** Data shown **
Content starts

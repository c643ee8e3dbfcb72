use crate::transaction::Transaction;
use serde::{Deserialize, Serialize};
use shared::{Address, BlockchainError, Hash, Result};
use std::collections::HashMap;

/// One spendable output credited to an address.
#[derive(Debug, Clone, PartialEq, Eq, Serialize, Deserialize)]
pub struct UtxoEntry {
    pub tx_id: Hash,
    pub output_index: u32,
    pub amount: u64,
    pub timestamp: i64,
}

/// Per-address spendable outputs plus a balance cache.
///
/// The ledger is never persisted; it is a deterministic fold of the chain's
/// transactions, so clearing and re-folding any prefix reproduces it
/// exactly.
#[derive(Debug, Clone, Default, PartialEq, Eq)]
pub struct UtxoLedger {
    outputs: HashMap<Address, Vec<UtxoEntry>>,
    balances: HashMap<Address, u64>,
}

impl UtxoLedger {
    #[must_use]
    pub fn new() -> Self {
        Self::default()
    }

    /// Credits an output to an address.
    pub fn add(
        &mut self,
        address: &Address,
        tx_id: Hash,
        amount: u64,
        output_index: u32,
        timestamp: i64,
    ) {
        self.outputs.entry(address.clone()).or_default().push(UtxoEntry {
            tx_id,
            output_index,
            amount,
            timestamp,
        });
        *self.balances.entry(address.clone()).or_insert(0) += amount;
    }

    /// Consumes `amount` from an address, selecting outputs greedily
    /// largest-first. The remainder of the last consumed output is minted
    /// back to the spender as a change output at index 1, under a synthetic
    /// id derived from the spending transaction so re-folding the chain
    /// reproduces the ledger.
    ///
    /// # Errors
    ///
    /// Returns [`BlockchainError::InsufficientFunds`] when the balance does
    /// not cover `amount`.
    pub fn spend(
        &mut self,
        address: &Address,
        amount: u64,
        origin: &Hash,
        timestamp: i64,
    ) -> Result<()> {
        if self.balance(address) < amount {
            return Err(BlockchainError::InsufficientFunds);
        }
        let entries = self
            .outputs
            .get_mut(address)
            .ok_or(BlockchainError::InsufficientFunds)?;
        entries.sort_by(|a, b| b.amount.cmp(&a.amount));

        let mut gathered = 0u64;
        let mut consumed = 0usize;
        for entry in entries.iter() {
            gathered += entry.amount;
            consumed += 1;
            if gathered >= amount {
                break;
            }
        }
        entries.drain(..consumed);

        let change = gathered - amount;
        if change > 0 {
            entries.push(UtxoEntry {
                tx_id: change_id(origin),
                output_index: 1,
                amount: change,
                timestamp,
            });
        }
        if entries.is_empty() {
            self.outputs.remove(address);
        }

        let balance = self
            .balances
            .get_mut(address)
            .ok_or(BlockchainError::InsufficientFunds)?;
        *balance -= amount;
        if *balance == 0 {
            self.balances.remove(address);
        }
        Ok(())
    }

    /// Spendable balance of an address.
    #[must_use]
    pub fn balance(&self, address: &Address) -> u64 {
        self.balances.get(address).copied().unwrap_or(0)
    }

    /// Whether the ledger can absorb the transaction: coinbases always
    /// apply, transfers need `amount + fee` spendable.
    #[must_use]
    pub fn can_process(&self, tx: &Transaction) -> bool {
        match tx.from() {
            None => true,
            Some(from) => tx
                .amount()
                .checked_add(tx.fee())
                .is_some_and(|needed| self.balance(from) >= needed),
        }
    }

    /// Applies one transaction: a coinbase only credits, a transfer spends
    /// `amount + fee` from the sender and credits the recipient at output
    /// index 0.
    ///
    /// # Errors
    ///
    /// Returns [`BlockchainError::InsufficientFunds`] when the sender
    /// cannot cover the transfer, or [`BlockchainError::Malformed`] on
    /// amount overflow.
    pub fn process(&mut self, tx: &Transaction) -> Result<()> {
        match tx.from() {
            None => {
                self.add(tx.to(), tx.tx_id().clone(), tx.amount(), 0, tx.timestamp());
                Ok(())
            }
            Some(from) => {
                let needed = tx.amount().checked_add(tx.fee()).ok_or_else(|| {
                    BlockchainError::Malformed("amount + fee overflows".to_string())
                })?;
                self.spend(from, needed, tx.tx_id(), tx.timestamp())?;
                self.add(tx.to(), tx.tx_id().clone(), tx.amount(), 0, tx.timestamp());
                Ok(())
            }
        }
    }

    pub fn clear(&mut self) {
        self.outputs.clear();
        self.balances.clear();
    }

    /// Outputs currently credited to an address, in ledger order.
    #[must_use]
    pub fn outputs_for(&self, address: &Address) -> &[UtxoEntry] {
        self.outputs.get(address).map_or(&[], Vec::as_slice)
    }

    /// Sum of all cached balances; equals the circulating supply.
    #[must_use]
    pub fn total_balance(&self) -> u64 {
        self.balances.values().sum()
    }
}

fn change_id(origin: &Hash) -> Hash {
    Hash::digest(format!("change:{origin}").as_bytes())
}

Content ends

** Your task **
Restate word for word the lines of the data above, starting at the line containing "self.outputs.clear();" and ending at the line containing "fn change_id(origin: &Hash)", both included, and nothing more.

** Answer to this problem **
        self.outputs.clear();
        self.balances.clear();
    }

    /// Outputs currently credited to an address, in ledger order.
    #[must_use]
    pub fn outputs_for(&self, address: &Address) -> &[UtxoEntry] {
        self.outputs.get(address).map_or(&[], Vec::as_slice)
    }

    /// Sum of all cached balances; equals the circulating supply.
    #[must_use]
    pub fn total_balance(&self) -> u64 {
        self.balances.values().sum()
    }
}

fn change_id(origin: &Hash) -> Hash {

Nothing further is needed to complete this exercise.